Endothelial dysfunction is associated with the development of atherosclerosis complications and may be a marker of cardiovascular risk. In physiological conditions there is a balance between the erosion of the endothelial cell monolayer and the ability of the regenerated endothelium to maintain vascular homeostasis; however, when there is loss of endothelial cells, due to erosion or to apoptosis, surpassing the capacity of endothelial regrowth, or if these cells do not preserve their protective characteristics, the endothelium becomes dysfunctional. Endothelial function biomarkers comprise measurable characteristics of endothelial cells. Among new biomarkers of endothelial function, a group of markers of the turnover of these cells has been proposed: endothelial progenitor cells, circulating endothelial cells, and microparticles of different cell populations. As mediators of endothelial homeostasis, endothelial progenitor cells, circulating endothelial cells and microparticles are non-invasive means to estimate vascular competence. Endothelial progenitor cell levels may increase in acute events, such as in acute myocardial infarction or in vascular injury. However, cardiovascular risk factors reduce the number of endothelial progenitor cells. Microparticles are small fragments released by activated or apoptotic cells (endothelial cells, platelets, etc.) found in healthy individuals and among those with cardiovascular diseases. Platelets are the cells that release the greatest amount of microparticles in the blood, although other cell populations also produce microparticles.
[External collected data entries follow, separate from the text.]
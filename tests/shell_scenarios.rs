use rfdebug::engine::{BuiltinEngine, Engine, EngineError, KeywordDoc, LibraryInfo, Value};
use rfdebug::repl::ReadOutcome;
use rfdebug::session::Session;
use rfdebug::shell::DebugShell;
use rfdebug::styles::SharedBuffer;

/// Run a scripted shell on the bundled engine and return what it printed
fn run_shell(lines: &[&str]) -> (Session, String) {
    let (session, output) = Session::scripted(lines);
    let mut engine = BuiltinEngine::new(session.clone());
    DebugShell::new(&mut engine, session.clone())
        .cmdloop(Some(""))
        .unwrap();
    (session, output.contents())
}

#[test]
fn libs_lists_imported_then_builtin_libraries() {
    let (_, output) = run_shell(&["libs"]);
    let lines: Vec<&str> = output.lines().collect();

    assert_eq!(lines[0], "< Imported libraries:");
    assert!(lines[1].starts_with("   BuiltIn "));
    let builtin_header = lines
        .iter()
        .position(|line| *line == "< Builtin libraries:")
        .unwrap();
    assert!(builtin_header > 1);
    assert!(lines[builtin_header + 1..].contains(&"   Collections "));
}

#[test]
fn libs_with_source_adds_a_line_per_library() {
    let (_, plain) = run_shell(&["libs"]);
    let (_, with_source) = run_shell(&["ls  -s"]);
    assert_eq!(
        with_source.lines().count(),
        plain.lines().count() + 2,
        "{}",
        with_source
    );
}

#[test]
fn keywords_of_an_unknown_library() {
    let (_, output) = run_shell(&["keywords nosuchlib"]);
    assert_eq!(output, "< not found library nosuchlib\n");
}

#[test]
fn keywords_of_a_library_prefix() {
    let (_, output) = run_shell(&["k debug"]);
    assert_eq!(
        output,
        "< Keywords of library DebugLibrary\n\
         \u{20}  Debug\t Open an interactive shell, run any keywords.\n\
         \u{20}  Debug If\t Runs the Debug keyword if condition is true.\n"
    );
}

#[test]
fn docs_of_one_and_of_no_keyword() {
    let (_, output) = run_shell(&["d  no operation", "docs nothing here"]);
    assert!(output.starts_with("Does absolutely nothing."));
    assert!(output.ends_with("< not find keyword nothing here\n"));
}

#[test]
fn assignment_then_echo() {
    let (_, output) = run_shell(&["${x} =  Create List    a    b", "${x}"]);
    assert_eq!(output, "# ${x} = ['a', 'b']\n['a', 'b']\n");
}

#[test]
fn failing_keyword_does_not_stop_the_loop() {
    let (_, output) = run_shell(&["fail", "log to console  after"]);
    assert_eq!(
        output,
        "! keyword: fail\n! handler execution failed: AssertionError\nafter\n"
    );
}

#[test]
fn exit_does_not_become_the_last_command() {
    let (session, _) = run_shell(&["libs", "exit", "keywords"]);
    assert_eq!(session.context.last_command(), "libs");
}

#[test]
fn empty_line_is_a_no_op_outside_step_mode() {
    let (_, output) = run_shell(&["log to console  once", "", ""]);
    assert_eq!(output, "once\n");
}

#[test]
fn empty_line_replays_in_step_mode() {
    let (session, output) = Session::scripted(&["log to console  again", "", ""]);
    session.context.set_step_mode(true);
    let mut engine = BuiltinEngine::new(session.clone());
    DebugShell::new(&mut engine, session.clone())
        .cmdloop(Some(""))
        .unwrap();

    assert_eq!(output.contents(), "again\nagain\nagain\n");
}

#[test]
fn help_lists_commands_and_topics() {
    let (_, output) = run_shell(&["help", "?step", "help nothing"]);
    assert!(output.contains("Documented commands (type help <topic>):\n"));
    assert!(output.contains("longlist"));
    assert!(output.contains("Execute the current line, stop at the first possible occasion.\n"));
    assert!(output.ends_with("*** No help on nothing\n"));
}

#[test]
fn list_outside_step_mode() {
    let (_, output) = run_shell(&["list", "ll"]);
    assert_eq!(
        output,
        "Please run `step` or `next` command first.\n\
         Please run `step` or `next` command first.\n"
    );
}

#[test]
fn selenium_reports_each_command() {
    let (_, output) = run_shell(&["selenium  example.com  chrome"]);
    let lines: Vec<&str> = output.lines().collect();
    assert_eq!(lines[0], "# import library  SeleniumLibrary");
    assert_eq!(lines[1], "! keyword: import library  SeleniumLibrary");
    assert!(lines.contains(&"# open browser  http://example.com  chrome"));
}

#[test]
fn interrupt_at_the_prompt_keeps_going() {
    let (session, output) = Session::scripted_outcomes(vec![
        ReadOutcome::Interrupted,
        ReadOutcome::Line("log to console  alive".to_string()),
        ReadOutcome::Interrupted,
    ]);
    let mut engine = BuiltinEngine::new(session.clone());
    DebugShell::new(&mut engine, session.clone())
        .cmdloop(Some(""))
        .unwrap();
    assert_eq!(output.contents(), "alive\n");
}

/// Engine that records what the shell asks of it
#[derive(Default)]
struct Recording {
    calls: Vec<String>,
    resets: usize,
}

impl Engine for Recording {
    fn libraries(&self) -> Vec<LibraryInfo> {
        Vec::new()
    }

    fn builtin_library_names(&self) -> Vec<String> {
        Vec::new()
    }

    fn library_keywords(&self, _library: &str) -> Vec<KeywordDoc> {
        Vec::new()
    }

    fn run_keyword(&mut self, name: &str, args: &[String]) -> Result<Value, EngineError> {
        self.calls.push(format!("{}|{}", name, args.join("|")));
        match name {
            "Broken" => Err(EngineError::Unsupported("no such thing".to_string())),
            _ => Ok(Value::None),
        }
    }

    fn set_variable(&mut self, _name: &str, _value: Value) -> Result<(), EngineError> {
        Ok(())
    }

    fn clear_pending_cancellation(&mut self) -> bool {
        self.resets += 1;
        false
    }
}

fn run_recording(lines: &[&str]) -> (Recording, Session, SharedBuffer) {
    let (session, output) = Session::scripted(lines);
    let mut engine = Recording::default();
    DebugShell::new(&mut engine, session.clone())
        .cmdloop(Some(""))
        .unwrap();
    (engine, session, output)
}

#[test]
fn step_then_continue_never_reaches_the_engine() {
    let (engine, session, _) = run_recording(&["step"]);
    assert!(session.context.in_step_mode());
    assert!(engine.calls.is_empty());

    let (session, _) = {
        let (session, output) = Session::scripted(&["continue"]);
        session.context.set_step_mode(true);
        let mut engine = Recording::default();
        DebugShell::new(&mut engine, session.clone())
            .cmdloop(Some(""))
            .unwrap();
        assert!(engine.calls.is_empty());
        (session, output)
    };
    assert!(!session.context.in_step_mode());
}

#[test]
fn cancellation_is_cleared_every_iteration() {
    // Two lines, then the end-of-input iteration
    let (engine, _, _) = run_recording(&["# comment", "Some Keyword  1  2"]);
    assert_eq!(engine.resets, 3);
    assert_eq!(engine.calls, vec!["Some Keyword|1|2"]);
}

#[test]
fn unexpected_engine_errors_are_reported() {
    let (_, _, output) = run_recording(&["Broken"]);
    assert_eq!(
        output.contents(),
        "! keyword: Broken\n! FAILED: Unsupported(\"no such thing\")\n"
    );
}

#[test]
fn nested_debug_sessions_share_the_reader() {
    let (session, output) = Session::scripted(&[
        "debug",
        "log to console  inner",
        "exit",
        "log to console  outer",
    ]);
    let mut engine = BuiltinEngine::new(session.clone());
    DebugShell::new(&mut engine, session.clone())
        .cmdloop(Some(""))
        .unwrap();

    let text = output.contents();
    let enter = text.find(">>>>> Enter interactive shell").unwrap();
    let inner = text.find("inner").unwrap();
    let exit = text.find(">>>>> Exit shell.").unwrap();
    let outer = text.find("outer").unwrap();
    assert!(enter < inner && inner < exit && exit < outer);
}

/// Two libraries that both define `Same`
struct Overlapping;

impl Engine for Overlapping {
    fn libraries(&self) -> Vec<LibraryInfo> {
        ["A", "B"]
            .into_iter()
            .map(|name| LibraryInfo {
                name: name.to_string(),
                version: String::new(),
                doc: String::new(),
                source: None,
            })
            .collect()
    }

    fn builtin_library_names(&self) -> Vec<String> {
        Vec::new()
    }

    fn library_keywords(&self, library: &str) -> Vec<KeywordDoc> {
        vec![KeywordDoc::new("Same", library, "Shared name.")]
    }

    fn run_keyword(&mut self, _name: &str, _args: &[String]) -> Result<Value, EngineError> {
        Ok(Value::None)
    }

    fn set_variable(&mut self, _name: &str, _value: Value) -> Result<(), EngineError> {
        Ok(())
    }

    fn clear_pending_cancellation(&mut self) -> bool {
        false
    }
}

#[test]
fn docs_of_an_ambiguous_keyword_lists_every_match() {
    let (session, output) = Session::scripted(&["d same"]);
    let mut engine = Overlapping;
    DebugShell::new(&mut engine, session.clone())
        .cmdloop(Some(""))
        .unwrap();
    assert_eq!(output.contents(), "< found 2 keywords A.Same, B.Same\n");
}

#[test]
fn debug_if_opens_a_shell_only_when_true() {
    let (_, output) = run_shell(&["Debug If  1 > 2", "Debug If  2 > 1", "exit"]);
    assert_eq!(output.matches(">>>>> Enter interactive shell").count(), 1);
    assert_eq!(output.matches(">>>>> Exit shell.").count(), 1);
}

#[test]
fn library_source_is_a_file_path() {
    let (_, output) = run_shell(&["libs -s"]);
    let source = output
        .lines()
        .map(str::trim)
        .find(|line| line.ends_with("stdlib.rs"))
        .unwrap();
    assert!(std::path::Path::new(source).is_file(), "{}", source);
}
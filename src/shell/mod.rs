pub mod bridge;
pub mod commands;
pub mod completer;
pub mod source;

use std::collections::VecDeque;

use anyhow::Result;

use crate::engine::Engine;
use crate::engine::catalog::all_keywords;
use crate::repl::ReadOutcome;
use crate::session::Session;
use commands::CommandTable;
use completer::{CmdCompleter, build_candidates};

pub use bridge::{parse_keyword, run_robot_command};
pub use commands::CommandSpec;

const PROMPT: &str = "> ";

const INTRO: &str = "\
Only accepted plain text format keyword separated with two or more spaces.
Type \"help\" for more information.";

/// Sentinel every way of leaving the shell is turned into
const EOF: &str = "EOF";

/// One pause in the engine's run: reads commands until told to hand control back
pub struct DebugShell<'a> {
    pub(crate) engine: &'a mut dyn Engine,
    pub(crate) session: Session,
    pub(crate) commands: CommandTable,
    cmdqueue: VecDeque<String>,
    lastcmd: String,
    prompt: String,
}

impl<'a> DebugShell<'a> {
    pub fn new(engine: &'a mut dyn Engine, session: Session) -> Self {
        Self {
            engine,
            session,
            commands: CommandTable::standard(),
            cmdqueue: VecDeque::new(),
            lastcmd: String::new(),
            prompt: PROMPT.to_string(),
        }
    }

    /// Run until a command asks to stop. `intro` replaces the default banner; "" hides it.
    pub fn cmdloop(&mut self, intro: Option<&str>) -> Result<()> {
        let intro = intro.unwrap_or(INTRO);
        if !intro.is_empty() {
            self.session.console.line(intro)?;
        }

        tracing::debug!("debug shell started");
        while !self.loop_once()? {}
        Ok(())
    }

    /// Handle one line; true once the shell should stop
    pub fn loop_once(&mut self) -> Result<bool> {
        self.pre_loop_iter();

        let Some(mut line) = self.next_line()? else {
            return Ok(false);
        };
        if line == "exit" {
            line = EOF.to_string();
        }

        // Never dispatch the sentinel, so it cannot overwrite the last command
        let stop = if line == EOF { true } else { self.onecmd(&line)? };
        Ok(self.postcmd(stop, &line))
    }

    fn pre_loop_iter(&mut self) {
        if self.engine.clear_pending_cancellation() {
            tracing::info!("Reset last exception of DebugLibrary");
        }
    }

    /// Queued commands first, then the user; `None` when the prompt was interrupted
    fn next_line(&mut self) -> Result<Option<String>> {
        if let Some(line) = self.cmdqueue.pop_front() {
            return Ok(Some(line));
        }

        let completer = self.completer();
        let outcome = self
            .session
            .reader
            .borrow_mut()
            .read_line(&self.prompt, completer)?;
        match outcome {
            ReadOutcome::Line(line) => Ok(Some(line)),
            ReadOutcome::Interrupted => Ok(None),
            ReadOutcome::Eof => Ok(Some(EOF.to_string())),
        }
    }

    /// Dispatch one line, keeping the last command in the shared context
    pub fn onecmd(&mut self, line: &str) -> Result<bool> {
        self.lastcmd = self.session.context.last_command();
        let stop = self.dispatch(line);
        self.session.context.set_last_command(&self.lastcmd);
        stop
    }

    fn dispatch(&mut self, line: &str) -> Result<bool> {
        let (command, arg, line) = parse_line(line);
        if line.is_empty() {
            return self.emptyline();
        }

        self.lastcmd = line.clone();
        if line == EOF {
            self.lastcmd.clear();
        }

        match self.commands.get(&command) {
            Some(spec) if !command.is_empty() => (spec.handler)(self, &arg),
            _ => self.default(&line),
        }
    }

    /// Repeat the last command while stepping, otherwise do nothing
    fn emptyline(&mut self) -> Result<bool> {
        if self.session.context.in_step_mode() && !self.lastcmd.is_empty() {
            let last = self.lastcmd.clone();
            return self.dispatch(&last);
        }
        Ok(false)
    }

    /// Anything that is not a command is a keyword
    fn default(&mut self, line: &str) -> Result<bool> {
        let console = self.session.console.clone();
        run_robot_command(&mut *self.engine, &console, line.trim())?;
        Ok(false)
    }

    fn postcmd(&mut self, stop: bool, line: &str) -> bool {
        if stop {
            tracing::debug!(line, queued = self.cmdqueue.len(), "debug shell stopped");
        }
        stop
    }

    pub fn append_command(&mut self, command: &str) {
        self.cmdqueue.push_back(command.to_string());
    }

    pub fn append_exit(&mut self) {
        self.append_command("exit");
    }

    /// Lines queued but not yet run
    pub fn pending(&self) -> impl Iterator<Item = &str> {
        self.cmdqueue.iter().map(String::as_str)
    }

    /// Completion snapshot of the commands, libraries and keywords available right now
    pub fn completer(&self) -> CmdCompleter {
        let libraries = self.engine.libraries();
        let keywords = all_keywords(&*self.engine, &self.session.context);
        let helps = self.commands.helps();
        let names = libraries.iter().map(|lib| lib.name.clone()).collect();
        CmdCompleter::new(
            build_candidates(&helps, &libraries, &keywords),
            self.commands.completers(),
            names,
        )
    }
}

fn is_identchar(c: char) -> bool {
    c.is_ascii_alphanumeric() || c == '_'
}

/// Split a line into `(command, argument, line)`; a leading `?` means `help`
pub fn parse_line(line: &str) -> (String, String, String) {
    let mut line = line.trim().to_string();
    if line.is_empty() {
        return (String::new(), String::new(), line);
    }
    if let Some(topic) = line.strip_prefix('?') {
        line = format!("help {}", topic);
    }

    let end = line.find(|c: char| !is_identchar(c)).unwrap_or(line.len());
    let command = line[..end].to_string();
    let arg = line[end..].trim().to_string();
    (command, arg, line)
}
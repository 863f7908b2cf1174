use std::collections::HashMap;
use std::path::{Path, PathBuf};
use std::sync::{Arc, OnceLock, PoisonError, RwLock, RwLockReadGuard, RwLockWriteGuard};

use crate::engine::KeywordDoc;

/// State shared between every debug shell opened during one host engine run
///
/// A shell instance is torn down each time control goes back to the engine (after `step`,
/// `next` or `continue`), so anything that has to survive until the next pause lives here
/// rather than on the shell.
#[derive(Debug, Default)]
pub struct ShellContext {
    pub in_step_mode: bool,
    pub last_command: String,
    pub current_source_path: Option<PathBuf>,
    pub current_source_lineno: Option<usize>,
    /// Keyword documentation per library name. Never invalidated: a library reloaded with
    /// different keywords keeps showing the first listing.
    keyword_cache: HashMap<String, Arc<[KeywordDoc]>>,
}

/// Cheap, cloneable handle onto a `ShellContext`
#[derive(Debug, Clone, Default)]
pub struct Context(Arc<RwLock<ShellContext>>);

/// Process-wide context instance
static GLOBAL_CONTEXT: OnceLock<Context> = OnceLock::new();

impl Context {
    /// Get the context shared by the whole process
    pub fn global() -> Context {
        GLOBAL_CONTEXT.get_or_init(Context::default).clone()
    }

    // A panic while holding the lock leaves plain data behind, so keep using it.
    fn read(&self) -> RwLockReadGuard<'_, ShellContext> {
        self.0.read().unwrap_or_else(PoisonError::into_inner)
    }

    fn write(&self) -> RwLockWriteGuard<'_, ShellContext> {
        self.0.write().unwrap_or_else(PoisonError::into_inner)
    }

    pub fn in_step_mode(&self) -> bool {
        self.read().in_step_mode
    }

    pub fn set_step_mode(&self, value: bool) {
        self.write().in_step_mode = value;
    }

    pub fn last_command(&self) -> String {
        self.read().last_command.clone()
    }

    pub fn set_last_command(&self, command: &str) {
        let mut state = self.write();
        if state.last_command != command {
            state.last_command = command.to_string();
        }
    }

    /// Where the paused engine currently is, if it has reported a location
    pub fn source_location(&self) -> Option<(PathBuf, usize)> {
        let state = self.read();
        match (&state.current_source_path, state.current_source_lineno) {
            (Some(path), Some(lineno)) => Some((path.clone(), lineno)),
            _ => None,
        }
    }

    pub fn set_source_location(&self, path: &Path, lineno: usize) {
        let mut state = self.write();
        state.current_source_path = Some(path.to_path_buf());
        state.current_source_lineno = Some(lineno);
    }

    pub fn cached_keywords(&self, library: &str) -> Option<Arc<[KeywordDoc]>> {
        self.read().keyword_cache.get(library).cloned()
    }

    pub fn cache_keywords(&self, library: &str, keywords: Vec<KeywordDoc>) -> Arc<[KeywordDoc]> {
        let keywords: Arc<[KeywordDoc]> = keywords.into();
        self.write()
            .keyword_cache
            .insert(library.to_string(), Arc::clone(&keywords));
        keywords
    }
}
Higher levels of endothelial microparticles have been found in acute coronary syndrome, peripheral arterial disease and in patients with cardiovascular risk factors. The endothelial microparticles/endothelial progenitor cells ratio has been proposed as an index to evaluate the balance between endothelial injury and repair capacity. This index may enable a prospective assessment of vascular competence and the effect of therapies, mainly with statins, on endothelial dysfunction amelioration, and it is also a feasible explanation for the cardiovascular risk reduction observed in clinical trials. However, a better understanding of endothelial injury/repair processes is required to translate this information into clinical practice.

Key words: Endothelial cells. Endothelium/abnormalities. Atherosclerosis/complications. Bone marrow. Biological markers.